Muchxs académicxs hacen un trabajo reflexivo y crítico, no obstante, se espera que piensen sobre sus objetos de estudio dentro de cronologías imperiales que hacen que ideas como ‘historia de Estados Unidos’, «arte israelí», o el «fin» de la Segunda Guerra Mundial (o de la «guerra» en sí), sean sus puntos de referencia y las suposiciones incuestionables de sus investigaciones. Lxs investigadorxs son invitadxs a ofrecer interpretaciones alternativas y leídas a contrapelo, pero la estructura de producción de conocimiento les invita y posiciona como expertxs que gozan acceso a documentos archivados que determinan cómo la gente afectada por tales documentos son estudiadas, nombradas y colocadas como «esclavxs», «refugiadxs», o «indocumentaxs». Profesionalmente, lxs académicxs son reconocidxs dentro de sus disciplinas e instituciones, solo una vez que hayan probado un conocimiento profundo de los esquemas imperiales de conocimiento y al interiorizar su habitus.
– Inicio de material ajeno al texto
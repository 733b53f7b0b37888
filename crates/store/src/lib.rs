//! Backend-agnostic key/value storage for the facet workspace.
//!
//! Every backend implements [`KvStore`] over opaque byte keys and values. The
//! store never interprets value content; callers pick a [`Serializer`] and an
//! optional [`Compression`] codec to turn domain values into bytes.
//!
//! Backends are selected at configuration time through [`BackendConfig`]:
//!
//! ```
//! use store::{AccessMode, BackendConfig};
//!
//! let store = BackendConfig::in_memory().open(AccessMode::ReadWrite).unwrap();
//! store.put(b"humerus", b"C0020164").unwrap();
//! assert_eq!(store.get(b"humerus").unwrap(), Some(b"C0020164".to_vec()));
//! ```
//!
//! Writes made in [`AccessMode::ReadOnly`] fail with [`StoreError::AccessDenied`];
//! connection or lock failures surface as [`StoreError::Unavailable`] and are
//! never retried here.

use std::fmt::Display;
use std::ops::ControlFlow;

use serde::{Deserialize, Serialize};
use thiserror::Error;

pub mod backend;
pub mod batch;
pub mod codec;
pub mod namespace;

pub use backend::{BackendConfig, InMemoryStore};
#[cfg(feature = "backend-redb")]
pub use backend::RedbStore;
#[cfg(feature = "backend-redis")]
pub use backend::RedisStore;
#[cfg(feature = "backend-sqlite")]
pub use backend::SqliteStore;
pub use batch::WriteBatch;
pub use codec::{Compression, Serializer};
pub use namespace::NamespacedStore;

/// Result of a scan visitor: keep going or stop early.
pub type ScanControl = ControlFlow<()>;

/// How a store is opened.
#[derive(Clone, Copy, Debug, Default, PartialEq, Eq, Serialize, Deserialize)]
#[serde(rename_all = "snake_case")]
pub enum AccessMode {
    /// Reads only; every mutation fails with [`StoreError::AccessDenied`].
    ReadOnly,
    /// Open existing content (creating the store if missing) for reading and writing.
    #[default]
    ReadWrite,
    /// Open for writing and truncate whatever was there before.
    Create,
}

impl AccessMode {
    pub fn is_writable(self) -> bool {
        !matches!(self, AccessMode::ReadOnly)
    }

    pub fn truncates(self) -> bool {
        matches!(self, AccessMode::Create)
    }

    /// Fails with [`StoreError::AccessDenied`] unless the mode allows writes.
    pub fn ensure_writable(self, operation: &'static str) -> Result<(), StoreError> {
        if self.is_writable() {
            Ok(())
        } else {
            Err(StoreError::AccessDenied { operation })
        }
    }
}

/// Errors raised by stores, codecs and batch handles.
#[derive(Debug, Error, Clone, PartialEq, Eq)]
pub enum StoreError {
    #[error("access denied: `{operation}` is not allowed on a read-only store")]
    AccessDenied { operation: &'static str },
    #[error("{backend} store unavailable: {reason}")]
    Unavailable {
        backend: &'static str,
        reason: String,
    },
    #[error("codec error: {0}")]
    Codec(String),
    #[error("invalid parameter: {0}")]
    InvalidParameter(String),
}

impl StoreError {
    pub fn unavailable<E: Display>(backend: &'static str, err: E) -> Self {
        Self::Unavailable {
            backend,
            reason: err.to_string(),
        }
    }

    pub fn codec<E: Display>(err: E) -> Self {
        Self::Codec(err.to_string())
    }
}

/// Uniform key/value contract shared by every backend.
///
/// Implementations must be safe for many concurrent readers. Writers are
/// expected to be serialized by the caller (single-writer install phase).
pub trait KvStore: Send + Sync {
    /// Short backend name used in logs and errors.
    fn backend_name(&self) -> &'static str;

    /// Mode the store was opened with.
    fn mode(&self) -> AccessMode;

    /// Whether written records outlive the process.
    fn is_persistent(&self) -> bool {
        true
    }

    /// Retrieve a value by key. A missing key is `Ok(None)`.
    fn get(&self, key: &[u8]) -> Result<Option<Vec<u8>>, StoreError>;

    /// Insert or replace a single key.
    fn put(&self, key: &[u8], value: &[u8]) -> Result<(), StoreError>;

    /// Insert or replace many keys in one backend round trip or transaction.
    /// Later entries win when a key repeats.
    fn put_many(&self, entries: Vec<(Vec<u8>, Vec<u8>)>) -> Result<(), StoreError>;

    /// Remove a key. Removing a missing key is not an error.
    fn delete(&self, key: &[u8]) -> Result<(), StoreError>;

    fn contains(&self, key: &[u8]) -> Result<bool, StoreError> {
        Ok(self.get(key)?.is_some())
    }

    /// Number of stored keys.
    fn len(&self) -> Result<usize, StoreError>;

    fn is_empty(&self) -> Result<bool, StoreError> {
        Ok(self.len()? == 0)
    }

    /// Visit every `(key, value)` pair. Returning `ControlFlow::Break` stops
    /// the scan; calling `scan` again restarts from the beginning.
    ///
    /// The visitor must not write to the same store.
    fn scan(
        &self,
        visitor: &mut dyn FnMut(&[u8], &[u8]) -> Result<ScanControl, StoreError>,
    ) -> Result<(), StoreError>;

    /// Flush buffered writes, if the backend buffers any.
    fn flush(&self) -> Result<(), StoreError> {
        Ok(())
    }
}

/// Collect every key/value pair of a store into a vector, in scan order.
pub fn collect_entries(store: &dyn KvStore) -> Result<Vec<(Vec<u8>, Vec<u8>)>, StoreError> {
    let mut out = Vec::new();
    store.scan(&mut |key, value| {
        out.push((key.to_vec(), value.to_vec()));
        Ok(ControlFlow::Continue(()))
    })?;
    Ok(out)
}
Las reparaciones requieren de una cronología y agenda no imperial, una que insista que lo que se estudia no ocurrió «en el pasado», y que el derecho de la gente de ver sus mundos reparados, es justificada. Por qué, debemos preguntarnos, el conocimiento –incluso el conocimiento crítico- no se encuentra aún alineado a los reclamos por reparación, y en vez, esta alineado con las configuraciones imperiales del mundo.

En su lugar, ofrezco la práctica de la historia potencial. La historia potencial no es una defensa de las reparaciones como una posición diferenciada en el campo. Más bien, es un intento de convertir las reparaciones en una parte constitutiva del conocimiento, de transformar instituciones. No es simplemente otorgar dinero, devolver objetos de los museos, o cambiar el nombre de edificios, aunque estos son algunos de sus componentes. Las reparaciones, como argumento en mi reciente libro Potential History: Unlearning Imperialism (Verso 2019) no son conclusiones o metas de término. Son una práctica de la historia potencial.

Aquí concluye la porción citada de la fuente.